Переходя к Ренессансу, Зиммель говорит о Гиберти и Донателло: «Здесь движение понято как телесное, это не символ отрицания тела, здесь душа, проявляющаяся в нем, — подлинная одушевленность данного тела. Но у Донателло двойственность формы и движения никогда не бывает удовлетворительно разрешена в отдельных фигурах, а лишь в рельефе, где ему помогает изображенная тут же среда».
Двойственность эта устранена, по мнению Зиммеля, лишь у Микеланджело:
«Движение тела, бесконечность не ведающего покоя становления, выраженная в его образах, стала здесь средством, чтобы с полной законченностью выразить форму тела. Данная форма является у него как бы единственным, вполне подходящим носителем именно данного движения».
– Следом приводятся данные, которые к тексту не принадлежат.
//! MT-style inbound SMS adapter: form-urlencoded webhooks carrying either a
//! plain/multipart message or a keyword command. Channel type tag `"MT"`.

use std::collections::HashMap;

use async_trait::async_trait;
use courier_adapter::{Handler, HttpMethod, InboundRecord, RouteSpec, SendContext, SendResult};
use courier_common::{AdapterError, Channel, ChannelEventType, ChannelLog, ChannelLogType, MsgOut};

pub struct MtHandler;

impl MtHandler {
    pub fn new() -> Self {
        Self
    }
}

impl Default for MtHandler {
    fn default() -> Self {
        Self::new()
    }
}

#[async_trait]
impl Handler for MtHandler {
    fn channel_type(&self) -> &'static str {
        "MT"
    }

    fn name(&self) -> &'static str {
        "MT keyword/multipart SMS"
    }

    fn routes(&self) -> Vec<RouteSpec> {
        vec![RouteSpec { method: HttpMethod::Post, sub_path: "receive", log_type: ChannelLogType::MsgReceive }]
    }

    async fn send(&self, _ctx: &SendContext, _msg: &MsgOut, _result: &mut SendResult, _log: &mut ChannelLog) -> Result<(), AdapterError> {
        // This channel type only receives; outbound delivery is not part of
        // the scenario this adapter demonstrates.
        Err(AdapterError::ChannelConfig("MT handler does not support outbound send".into()))
    }

    fn decode_inbound(&self, _channel: &Channel, _route: &RouteSpec, _content_type: Option<&str>, body: &[u8]) -> Result<InboundRecord, AdapterError> {
        let fields: HashMap<String, String> =
            serde_urlencoded::from_bytes(body).map_err(|e| AdapterError::ResponseUnparseable(format!("MT form body: {e}")))?;

        let msisdn = fields.get("Msisdn").cloned().unwrap_or_default();

        if let Some(keyword) = fields.get("Keyword") {
            if keyword.eq_ignore_ascii_case("stop") {
                return Ok(InboundRecord::Event { address_raw: msisdn, event_type: ChannelEventType::StopContact, extra: HashMap::new() });
            }
        }

        if let Some(long_id) = fields.get("msglong.id") {
            let part_index: u32 = fields.get("msglong.msgref").and_then(|v| v.parse().ok()).unwrap_or(1);
            let part_count: u32 = fields.get("msglong.msgcount").and_then(|v| v.parse().ok()).unwrap_or(1);
            let text = fields.get("Content").cloned().unwrap_or_default();
            return Ok(InboundRecord::MultipartChunk {
                long_id: long_id.clone(),
                part_index,
                part_count,
                text,
                address_raw: msisdn,
                external_id: fields.get("MessageId").cloned(),
            });
        }

        let text = fields.get("Content").cloned().unwrap_or_default();
        Ok(InboundRecord::Message { address_raw: msisdn, text, external_id: fields.get("MessageId").cloned(), attachments: Vec::new() })
    }
}

#[cfg(test)]
mod tests {
    use super::*;

    fn channel() -> Channel {
        Channel::new("MT", "mt-shortcode", "PK")
    }

    fn route() -> RouteSpec {
        RouteSpec { method: HttpMethod::Post, sub_path: "receive", log_type: ChannelLogType::MsgReceive }
    }

    #[test]
    fn stop_keyword_decodes_to_stop_contact_event() {
        let handler = MtHandler::new();
        let body = b"Keyword=Stop&Msisdn=%2B923161909799";
        let record = handler.decode_inbound(&channel(), &route(), None, body).unwrap();
        match record {
            InboundRecord::Event { address_raw, event_type, .. } => {
                assert_eq!(address_raw, "+923161909799");
                assert_eq!(event_type, ChannelEventType::StopContact);
            }
            other => panic!("expected Event, got {other:?}"),
        }
    }

    #[test]
    fn multipart_chunk_decodes_long_id_and_part_fields() {
        let handler = MtHandler::new();
        let body = b"msglong.id=L&msglong.msgref=2&msglong.msgcount=2&Content=world&Msisdn=%2B250788383383";
        let record = handler.decode_inbound(&channel(), &route(), None, body).unwrap();
        match record {
            InboundRecord::MultipartChunk { long_id, part_index, part_count, text, .. } => {
                assert_eq!(long_id, "L");
                assert_eq!(part_index, 2);
                assert_eq!(part_count, 2);
                assert_eq!(text, "world");
            }
            other => panic!("expected MultipartChunk, got {other:?}"),
        }
    }

    #[test]
    fn plain_message_decodes_to_message_record() {
        let handler = MtHandler::new();
        let body = b"Content=hello&Msisdn=%2B250788383383";
        let record = handler.decode_inbound(&channel(), &route(), None, body).unwrap();
        match record {
            InboundRecord::Message { text, address_raw, .. } => {
                assert_eq!(text, "hello");
                assert_eq!(address_raw, "+250788383383");
            }
            other => panic!("expected Message, got {other:?}"),
        }
    }
}
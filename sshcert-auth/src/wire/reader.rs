//! Bounds-checked reads over a borrowed byte slice.

use bytes::Buf;

use crate::error::SshKeyError;

/// Upper bound on any single length-prefixed field.
///
/// A declared length above this is rejected outright rather than reported as
/// `NeedMoreData`, so a hostile length prefix cannot stall a streaming reader.
pub const MAX_FIELD_LEN: usize = 1024 * 1024;

/// A read cursor over SSH wire data.
///
/// Every read is atomic: it either returns the value and advances, or
/// returns an error and leaves the cursor where it was.
#[derive(Debug, Clone)]
pub struct WireReader<'a> {
    remaining: &'a [u8],
    consumed: usize,
}

impl<'a> WireReader<'a> {
    /// Start reading at the beginning of `buf`.
    #[must_use]
    pub fn new(buf: &'a [u8]) -> Self {
        Self {
            remaining: buf,
            consumed: 0,
        }
    }

    /// Number of bytes consumed so far.
    #[must_use]
    pub fn consumed(&self) -> usize {
        self.consumed
    }

    /// The unread tail of the buffer.
    #[must_use]
    pub fn remaining(&self) -> &'a [u8] {
        self.remaining
    }

    /// Whether every byte has been consumed.
    #[must_use]
    pub fn is_empty(&self) -> bool {
        self.remaining.is_empty()
    }

    /// Fail with `Malformed` unless every byte has been consumed.
    ///
    /// # Errors
    ///
    /// Returns `SshKeyError::Malformed(reason)` if bytes remain.
    pub fn expect_end(&self, reason: &'static str) -> Result<(), SshKeyError> {
        if self.is_empty() {
            Ok(())
        } else {
            Err(SshKeyError::Malformed(reason))
        }
    }

    /// Read a big-endian `uint32`.
    ///
    /// # Errors
    ///
    /// Returns `SshKeyError::NeedMoreData` if fewer than 4 bytes remain.
    pub fn read_u32(&mut self) -> Result<u32, SshKeyError> {
        let mut peek = self.remaining;
        if peek.remaining() < 4 {
            return Err(SshKeyError::NeedMoreData);
        }
        let value = peek.get_u32();
        self.commit(peek);
        Ok(value)
    }

    /// Read a big-endian `uint64`.
    ///
    /// # Errors
    ///
    /// Returns `SshKeyError::NeedMoreData` if fewer than 8 bytes remain.
    pub fn read_u64(&mut self) -> Result<u64, SshKeyError> {
        let mut peek = self.remaining;
        if peek.remaining() < 8 {
            return Err(SshKeyError::NeedMoreData);
        }
        let value = peek.get_u64();
        self.commit(peek);
        Ok(value)
    }

    /// Read a `uint32` length followed by that many bytes.
    ///
    /// # Errors
    ///
    /// Returns `SshKeyError::NeedMoreData` if the prefix or body is
    /// incomplete, and `SshKeyError::Malformed` if the declared length
    /// exceeds [`MAX_FIELD_LEN`].
    pub fn read_string(&mut self) -> Result<&'a [u8], SshKeyError> {
        let mut peek = self.remaining;
        if peek.remaining() < 4 {
            return Err(SshKeyError::NeedMoreData);
        }
        let len = peek.get_u32() as usize;
        if len > MAX_FIELD_LEN {
            return Err(SshKeyError::Malformed("field length exceeds limit"));
        }
        if peek.len() < len {
            return Err(SshKeyError::NeedMoreData);
        }
        let (value, rest) = peek.split_at(len);
        self.commit(rest);
        Ok(value)
    }

    /// Read a length-prefixed UTF-8 string.
    ///
    /// # Errors
    ///
    /// As [`read_string`](Self::read_string), plus `Malformed` for invalid
    /// UTF-8. The cursor does not move on any error.
    pub fn read_utf8(&mut self) -> Result<&'a str, SshKeyError> {
        let mut peek = self.clone();
        let bytes = peek.read_string()?;
        let text =
            std::str::from_utf8(bytes).map_err(|_| SshKeyError::Malformed("invalid UTF-8"))?;
        *self = peek;
        Ok(text)
    }

    /// Read an algorithm identifier: a length-prefixed printable ASCII tag.
    ///
    /// # Errors
    ///
    /// As [`read_string`](Self::read_string), plus `Malformed` if the tag is
    /// empty or contains anything but printable ASCII.
    pub fn read_algorithm_id(&mut self) -> Result<&'a str, SshKeyError> {
        let mut peek = self.clone();
        let bytes = peek.read_string()?;
        if bytes.is_empty() || !bytes.iter().all(|b| b.is_ascii_graphic()) {
            return Err(SshKeyError::Malformed("invalid algorithm identifier"));
        }
        let id = std::str::from_utf8(bytes)
            .map_err(|_| SshKeyError::Malformed("invalid algorithm identifier"))?;
        *self = peek;
        Ok(id)
    }

    /// Read a length-prefixed field and return a reader over its contents.
    ///
    /// # Errors
    ///
    /// As [`read_string`](Self::read_string).
    pub fn read_nested(&mut self) -> Result<WireReader<'a>, SshKeyError> {
        self.read_string().map(WireReader::new)
    }

    fn commit(&mut self, rest: &'a [u8]) {
        self.consumed += self.remaining.len() - rest.len();
        self.remaining = rest;
    }
}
Я опускаю великолепные мысли Зиммеля о трагедии микеланджеловской пластики, ибо считаю их при всей глубине — особенно в том виде, какой они получили в этюде, специально посвященном Микеланджело, — весьма спорными.
Перейдем поэтому к Родену, которого автор считает гением следующей ступени:
«Предпосылка или основной тон той достигнутой гармонии между духом и телом, какую дает Микеланджело, есть у него чистое тело в его абстрактно–пластической структуре. У Родена этот основной тон — само движение».
«Благодаря новой гибкости сочленений и новому сочетанию и вибрации плоскостей, новому способу выявления взаимоприкосновения двух тел, новому использованию света, новому искусству соединять или противопоставлять плоскости Роден привносит в фигуру совершенно небывалую меру движения, выражающую в большей мере, чем когда бы то ни было, внутреннюю жизнь человека целиком, с его чувствованиями, мышлением и переживаниями…».
«Очень много кладется при этом на возбуждение воображения. Для этого Роден часто оставляет форму незаконченной и предоставляет поле нашей фантазии».
«В общем, мотив движения у Родена, так сказать, втягивает в себя структуру… Это действительно мимолетное мгновение. Но в нем с такою силою собрано все характерное для данного существа, в нем так выражено его сверхвременное бытие, как это невозможно при других приемах».
Зиммель останавливает свой анализ эволюции ваяния на Родене. Между тем одновременно с Роденом явился другой мастер, пошедший в том же направлении более решительным шагом.
У критиков вы часто найдете вполне правильное утверждение, что формально Роден всю жизнь колеблется между двумя влияниями: он то модернизирует Микеланджело, то несколько неуверенно идет за таким последовательным новатором, как Медардо Россо.